With a perfunctory nod, Griffiths disappeared back into his lair. For a moment Hayden stood dumbly, then climbed the stair and slipped silently into the gloom of the gunroom, where he found Barthe in the light of a single candle, alone at table, staring fixedly at a glass of wine set out before him.
Hayden was not sure what to say, or even if he should acknowledge what he saw. But the sailing master tore his gaze away from the glass and regarded Hayden, apparently unembarrassed.
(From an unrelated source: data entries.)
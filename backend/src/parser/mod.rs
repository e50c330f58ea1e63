//! Blob decoding and generic CSV table reading.
//!
//! Turns raw blob bytes into text (UTF-8, with ISO-8859 / Windows-1252
//! fallback via encoding detection) and text into a [`CsvTable`] that row
//! parsers inspect. No election-specific logic here.

use crate::error::{DecodeError, ParseError, ParseResult};

/// UTF-8 byte order mark.
const UTF8_BOM: &[u8] = &[0xEF, 0xBB, 0xBF];

/// Detect the encoding of raw bytes using chardet.
pub fn detect_encoding(bytes: &[u8]) -> String {
    let result = chardet::detect(bytes);
    let charset = result.0;

    match charset.to_lowercase().as_str() {
        "ascii" | "utf-8" | "utf8" => "utf-8".to_string(),
        "iso-8859-1" | "iso-8859-15" | "latin-1" | "latin1" => "iso-8859-1".to_string(),
        "iso-8859-2" | "latin-2" | "latin2" => "iso-8859-2".to_string(),
        "windows-1252" | "cp1252" => "windows-1252".to_string(),
        "windows-1250" | "cp1250" => "windows-1250".to_string(),
        _ => charset,
    }
}

/// Decode bytes using the given encoding.
///
/// UTF-8 is decoded strictly: an invalid sequence is an error, never a
/// replacement character. Single-byte code pages accept almost any byte, so
/// picking the wrong one yields wrong letters, not an error.
pub fn decode_content(bytes: &[u8], encoding: &str) -> Result<String, DecodeError> {
    let bytes = bytes.strip_prefix(UTF8_BOM).unwrap_or(bytes);
    let codec = match encoding.to_lowercase().as_str() {
        "utf-8" | "utf8" | "ascii" => {
            return String::from_utf8(bytes.to_vec())
                .map_err(|e| DecodeError::InvalidEncoding(format!("invalid UTF-8: {}", e)));
        }
        "iso-8859-1" | "latin-1" | "latin1" => encoding_rs::ISO_8859_15,
        "iso-8859-2" | "latin-2" | "latin2" => encoding_rs::ISO_8859_2,
        "windows-1252" | "cp1252" => encoding_rs::WINDOWS_1252,
        "windows-1250" | "cp1250" => encoding_rs::WINDOWS_1250,
        other => {
            return Err(DecodeError::InvalidEncoding(format!(
                "unsupported encoding '{}'",
                other
            )))
        }
    };

    let (text, _, had_errors) = codec.decode(bytes);
    if had_errors {
        return Err(DecodeError::InvalidEncoding(format!(
            "malformed {} content",
            codec.name()
        )));
    }
    Ok(text.into_owned())
}

/// Decode a whole blob to text.
///
/// Valid UTF-8 is taken as-is; anything else goes through encoding detection.
/// Binary content (NUL bytes) is rejected.
///
/// chardet tends to report Latin-2 / Windows-1250 text (Romanian `ş`, `ţ`)
/// as ISO-8859-1, which decodes without error but with the wrong letters.
/// Blobs in a central European code page should be converted to UTF-8
/// upstream, or decoded with [`decode_content`] and an explicit encoding.
pub fn decode_bytes(bytes: &[u8]) -> Result<String, DecodeError> {
    if bytes.contains(&0) {
        return Err(DecodeError::InvalidEncoding(
            "binary content (NUL byte)".to_string(),
        ));
    }
    if let Ok(text) = decode_content(bytes, "utf-8") {
        return Ok(text);
    }
    let encoding = detect_encoding(bytes);
    decode_content(bytes, &encoding)
}

/// Detect the delimiter by counting occurrences in the first line.
pub fn detect_delimiter(content: &str) -> char {
    let first_line = content.lines().next().unwrap_or("");

    let separators = [',', ';', '\t', '|'];
    let mut best_sep = ',';
    let mut best_count = 0;

    for &sep in &separators {
        let count = first_line.matches(sep).count();
        if count > best_count {
            best_count = count;
            best_sep = sep;
        }
    }

    best_sep
}

/// One data row with its 1-based source line.
#[derive(Debug, Clone)]
pub struct CsvRow {
    pub line: usize,
    pub values: Vec<String>,
}

/// A decoded CSV table with normalised (trimmed, lowercase) headers.
#[derive(Debug, Clone, Default)]
pub struct CsvTable {
    pub headers: Vec<String>,
    pub rows: Vec<CsvRow>,
    pub delimiter: char,
}

impl CsvTable {
    /// Read CSV text with auto-detected delimiter.
    ///
    /// Empty content yields a table without headers; blank lines are skipped.
    pub fn parse(content: &str) -> ParseResult<Self> {
        let delimiter = detect_delimiter(content);
        Self::parse_with_delimiter(content, delimiter)
    }

    pub fn parse_with_delimiter(content: &str, delimiter: char) -> ParseResult<Self> {
        if content.trim().is_empty() {
            return Ok(Self {
                delimiter,
                ..Self::default()
            });
        }

        let mut reader = csv::ReaderBuilder::new()
            .delimiter(delimiter as u8)
            .flexible(true)
            .trim(csv::Trim::All)
            .from_reader(content.as_bytes());

        let headers: Vec<String> = reader
            .headers()
            .map_err(|e| ParseError::InvalidCsv(format!("cannot read header: {}", e)))?
            .iter()
            .map(|h| h.trim_start_matches('\u{feff}').trim().to_lowercase())
            .collect();

        let mut rows = Vec::new();
        for record in reader.records() {
            let record = record.map_err(|e| ParseError::InvalidCsv(e.to_string()))?;
            if record.iter().all(|v| v.is_empty()) {
                continue;
            }
            let line = record.position().map(|p| p.line() as usize).unwrap_or(0);
            rows.push(CsvRow {
                line,
                values: record.iter().map(str::to_string).collect(),
            });
        }

        Ok(Self {
            headers,
            rows,
            delimiter,
        })
    }

    /// Index of a header, case-insensitive.
    pub fn column(&self, name: &str) -> Option<usize> {
        let name = name.to_lowercase();
        self.headers.iter().position(|h| *h == name)
    }

    pub fn has_columns(&self, names: &[&str]) -> bool {
        names.iter().all(|n| self.column(n).is_some())
    }

    /// Cell value, empty when the row is short.
    pub fn value<'a>(&self, row: &'a CsvRow, column: usize) -> &'a str {
        row.values.get(column).map(String::as_str).unwrap_or("")
    }

    /// Cell value parsed as a non-negative count. Empty cells count as zero.
    pub fn count(&self, row: &CsvRow, column: usize) -> ParseResult<u64> {
        let raw = self.value(row, column);
        parse_count(raw).ok_or_else(|| ParseError::InvalidRow {
            line: row.line,
            column: self.headers.get(column).cloned().unwrap_or_default(),
            message: format!("'{}' is not a non-negative integer", raw),
        })
    }
}

fn parse_count(raw: &str) -> Option<u64> {
    let raw = raw.trim();
    if raw.is_empty() {
        return Some(0);
    }
    raw.parse::<u64>().ok()
}

#[cfg(test)]
mod tests {
    use super::*;

    #[test]
    fn test_simple_table() {
        let table = CsvTable::parse("Name;Votes\nAlice;30\nBob;25").unwrap();
        assert_eq!(table.delimiter, ';');
        assert_eq!(table.headers, vec!["name", "votes"]);
        assert_eq!(table.rows.len(), 2);
        assert_eq!(table.rows[0].line, 2);
        assert_eq!(table.value(&table.rows[1], 0), "Bob");
    }

    #[test]
    fn test_quoted_values() {
        let table = CsvTable::parse("name,value\n\"Pop, Ana\",\"12\"").unwrap();
        assert_eq!(table.value(&table.rows[0], 0), "Pop, Ana");
        assert_eq!(table.count(&table.rows[0], 1).unwrap(), 12);
    }

    #[test]
    fn test_empty_lines_skipped() {
        let table = CsvTable::parse("a,b\n1,2\n\n3,4\n").unwrap();
        assert_eq!(table.rows.len(), 2);
        assert_eq!(table.rows[1].line, 4);
    }

    #[test]
    fn test_empty_content_has_no_headers() {
        let table = CsvTable::parse("").unwrap();
        assert!(table.headers.is_empty());
        assert!(table.rows.is_empty());
    }

    #[test]
    fn test_short_rows_read_as_empty() {
        let table = CsvTable::parse("a,b,c\n1").unwrap();
        assert_eq!(table.value(&table.rows[0], 2), "");
        assert_eq!(table.count(&table.rows[0], 2).unwrap(), 0);
    }

    #[test]
    fn test_count_rejects_garbage() {
        let table = CsvTable::parse("votes\n-3\nabc").unwrap();
        let err = table.count(&table.rows[0], 0).unwrap_err();
        assert!(matches!(err, ParseError::InvalidRow { line: 2, .. }));
        assert!(table.count(&table.rows[1], 0).is_err());
    }

    #[test]
    fn test_detect_delimiter() {
        assert_eq!(detect_delimiter("a;b;c\n1;2;3"), ';');
        assert_eq!(detect_delimiter("a,b,c\n1,2,3"), ',');
        assert_eq!(detect_delimiter("a\tb\tc"), '\t');
        assert_eq!(detect_delimiter("a|b|c"), '|');
        assert_eq!(detect_delimiter("single"), ',');
    }

    #[test]
    fn test_decode_utf8_with_bom() {
        let mut bytes = UTF8_BOM.to_vec();
        bytes.extend_from_slice("județ".as_bytes());
        assert_eq!(decode_bytes(&bytes).unwrap(), "județ");
    }

    #[test]
    fn test_latin1_decoding() {
        // "Société" in ISO-8859-1
        let bytes: &[u8] = &[0x53, 0x6F, 0x63, 0x69, 0xE9, 0x74, 0xE9];
        let decoded = decode_content(bytes, "iso-8859-1").unwrap();
        assert_eq!(decoded, "Société");
    }

    #[test]
    fn test_code_page_choice_changes_letters_not_validity() {
        // "Timiş" in ISO-8859-2; 0xBA is "º" in ISO-8859-1.
        let bytes: &[u8] = b"Timi\xba";
        assert_eq!(decode_content(bytes, "iso-8859-2").unwrap(), "Timiş");
        assert_eq!(decode_content(bytes, "iso-8859-1").unwrap(), "Timiº");
        assert_eq!(decode_content(bytes, "windows-1250").unwrap(), "Timiş");
    }

    #[test]
    fn test_strict_utf8_rejects_invalid() {
        assert!(decode_content(&[0x61, 0xFF, 0x62], "utf-8").is_err());
    }

    #[test]
    fn test_binary_rejected() {
        let err = decode_bytes(&[0x00, 0x01, 0x02]).unwrap_err();
        assert!(matches!(err, DecodeError::InvalidEncoding(_)));
    }

    #[test]
    fn test_unsupported_encoding() {
        assert!(decode_content(b"abc", "klingon").is_err());
    }
}
//! HTTP server for blob ingestion.
//!
//! # API Endpoints
//!
//! | Method | Path                 | Description                              |
//! |--------|----------------------|------------------------------------------|
//! | GET    | `/health`            | Health check                             |
//! | POST   | `/api/blobs`         | Upload a results CSV (multipart `file`)  |
//! | GET    | `/api/results`       | List stored records                      |
//! | GET    | `/api/results/{id}`  | One stored record with its statistics    |
//! | GET    | `/api/logs`          | SSE stream of pipeline logs              |
//!
//! The multipart part's file name is the blob identifier
//! (`<results_type>_<location>_<sequence>.csv`).

use axum::{
    extract::{Multipart, Path, State},
    http::{header, Method, StatusCode},
    response::{sse::Event, sse::KeepAlive, Json, Sse},
    routing::{get, post},
    Router,
};
use futures::stream::Stream;
use serde_json::{json, Value};
use std::{convert::Infallible, net::SocketAddr, time::Duration};
use tokio_stream::wrappers::BroadcastStream;
use tokio_stream::StreamExt as _;
use tower_http::cors::CorsLayer;

use super::logs::{log_info, LOG_BROADCASTER};
use super::types::{error_response, status_for, ProcessResponse, RecordResponse};
use crate::config::AppConfig;
use crate::error::{PersistenceError, ServerError};
use crate::processor::BlobProcessor;
use crate::storage::FileResultsRepository;

/// Log entries replayed to a new SSE subscriber.
const LOG_BACKLOG: usize = 50;

type ApiError = (StatusCode, Json<Value>);

#[derive(Clone)]
struct AppState {
    config: AppConfig,
    processor: BlobProcessor,
    repository: FileResultsRepository,
}

/// Build the router with all routes and CORS.
pub fn router(config: AppConfig) -> Router {
    let cors = CorsLayer::new()
        .allow_origin(tower_http::cors::Any)
        .allow_methods([Method::GET, Method::POST, Method::OPTIONS])
        .allow_headers([header::CONTENT_TYPE, header::ACCEPT])
        .expose_headers([header::CONTENT_TYPE]);

    let state = AppState {
        processor: config.blob_processor(),
        repository: config.repository(),
        config,
    };

    Router::new()
        .route("/", get(health))
        .route("/health", get(health))
        .route("/api/blobs", post(upload_blob))
        .route("/api/results", get(list_results))
        .route("/api/results/{id}", get(get_result))
        .route("/api/logs", get(sse_logs))
        .layer(cors)
        .with_state(state)
}

/// Start the HTTP server
pub async fn start_server(config: AppConfig) -> Result<(), ServerError> {
    let port = config.port;
    let data_dir = config.data_dir.display().to_string();
    let app = router(config);

    let addr = SocketAddr::from(([0, 0, 0, 0], port));
    println!("Election results server running on http://localhost:{}", port);
    println!("   POST /api/blobs        - Upload results CSV");
    println!("   GET  /api/results      - Stored records");
    println!("   GET  /api/logs         - SSE log stream");
    println!("   GET  /health           - Health check");
    println!("   Records in {}", data_dir);
    println!();

    let listener = tokio::net::TcpListener::bind(addr).await?;
    axum::serve(listener, app).await?;

    Ok(())
}

async fn health(State(state): State<AppState>) -> Json<Value> {
    Json(json!({
        "status": "ok",
        "service": "election-results",
        "version": env!("CARGO_PKG_VERSION"),
        "failurePolicy": state.config.failure_policy.name(),
        "parserEvaluation": state.config.parser_evaluation.name(),
        "endpoints": {
            "upload": "POST /api/blobs",
            "results": "GET /api/results",
            "logs": "GET /api/logs (SSE)"
        }
    }))
}

/// SSE endpoint: recent backlog first, then live entries.
async fn sse_logs() -> Sse<impl Stream<Item = Result<Event, Infallible>>> {
    // Subscribe before reading the backlog so nothing falls in between.
    let rx = LOG_BROADCASTER.subscribe();
    let backlog = tokio_stream::iter(LOG_BROADCASTER.recent(LOG_BACKLOG));
    let live = BroadcastStream::new(rx).filter_map(|result| result.ok());

    let stream = backlog.chain(live).filter_map(|entry| {
        let json = serde_json::to_string(&entry).ok()?;
        Some(Ok(Event::default().data(json)))
    });

    Sse::new(stream).keep_alive(
        KeepAlive::new()
            .interval(Duration::from_secs(15))
            .text("keep-alive"),
    )
}

async fn upload_blob(
    State(state): State<AppState>,
    mut multipart: Multipart,
) -> Result<Json<ProcessResponse>, ApiError> {
    let mut upload: Option<(String, Vec<u8>)> = None;

    while let Some(field) = multipart.next_field().await.map_err(|e| {
        (StatusCode::BAD_REQUEST, Json(error_response(&format!("Multipart error: {}", e))))
    })? {
        if field.name() != Some("file") {
            continue;
        }
        let file_name = field.file_name().unwrap_or_default().to_string();
        let bytes = field.bytes().await.map_err(|e| {
            (StatusCode::BAD_REQUEST, Json(error_response(&format!("Read error: {}", e))))
        })?;
        upload = Some((file_name, bytes.to_vec()));
    }

    let (file_name, bytes) = upload.ok_or_else(|| {
        (StatusCode::BAD_REQUEST, Json(error_response("No file provided")))
    })?;
    if file_name.is_empty() {
        return Err((
            StatusCode::BAD_REQUEST,
            Json(error_response("The file part needs a file name")),
        ));
    }

    log_info(format!("Upload '{}' ({} bytes)", file_name, bytes.len()));

    let ctx = state.config.process_context();
    let record = state
        .processor
        .process_stream_with(&bytes[..], &file_name, &ctx)
        .await
        .map_err(|e| (status_for(&e), Json(error_response(&e.to_string()))))?;

    Ok(Json(ProcessResponse::from(record)))
}

async fn list_results(State(state): State<AppState>) -> Result<Json<Vec<RecordResponse>>, ApiError> {
    let records = state.repository.list().await.map_err(|e| {
        (StatusCode::INTERNAL_SERVER_ERROR, Json(error_response(&e.to_string())))
    })?;
    Ok(Json(records.into_iter().map(RecordResponse::from).collect()))
}

async fn get_result(
    State(state): State<AppState>,
    Path(id): Path<String>,
) -> Result<Json<RecordResponse>, ApiError> {
    match state.repository.get(&id).await {
        Ok(record) => Ok(Json(RecordResponse::from(record))),
        Err(PersistenceError::NotFound(_)) => Err((
            StatusCode::NOT_FOUND,
            Json(error_response(&format!("No record '{}'", id))),
        )),
        Err(e) => Err((StatusCode::INTERNAL_SERVER_ERROR, Json(error_response(&e.to_string())))),
    }
}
“No doubt you are wondering what I am about…?” Barthe whispered hoarsely.
In truth, Hayden was not—the master was apparently drinking.
“I am testing my will.” He nodded to the full glass, the wine lead-dark in the dim light. “I must do this from time to time—face the temptation. Today I could hardly focus my thoughts for want of drink, and now I must make my penance. I know it must seem passing strange, but I have been sober these seven years and have my own way of remaining so. If I can manage this tonight, tomorrow I shall feel no want of it.”
“Do pardon my intrusion, Mr Barthe,” Hayden offered, and went immediately to his cabin, pulling the door to behind. Even as he did so, the image of Barthe appeared in the small opening, softly aglow in his night-shirt, eyes fixed upon the glass, hands laid gently on the table to either side, and on his face, a tormented resolve.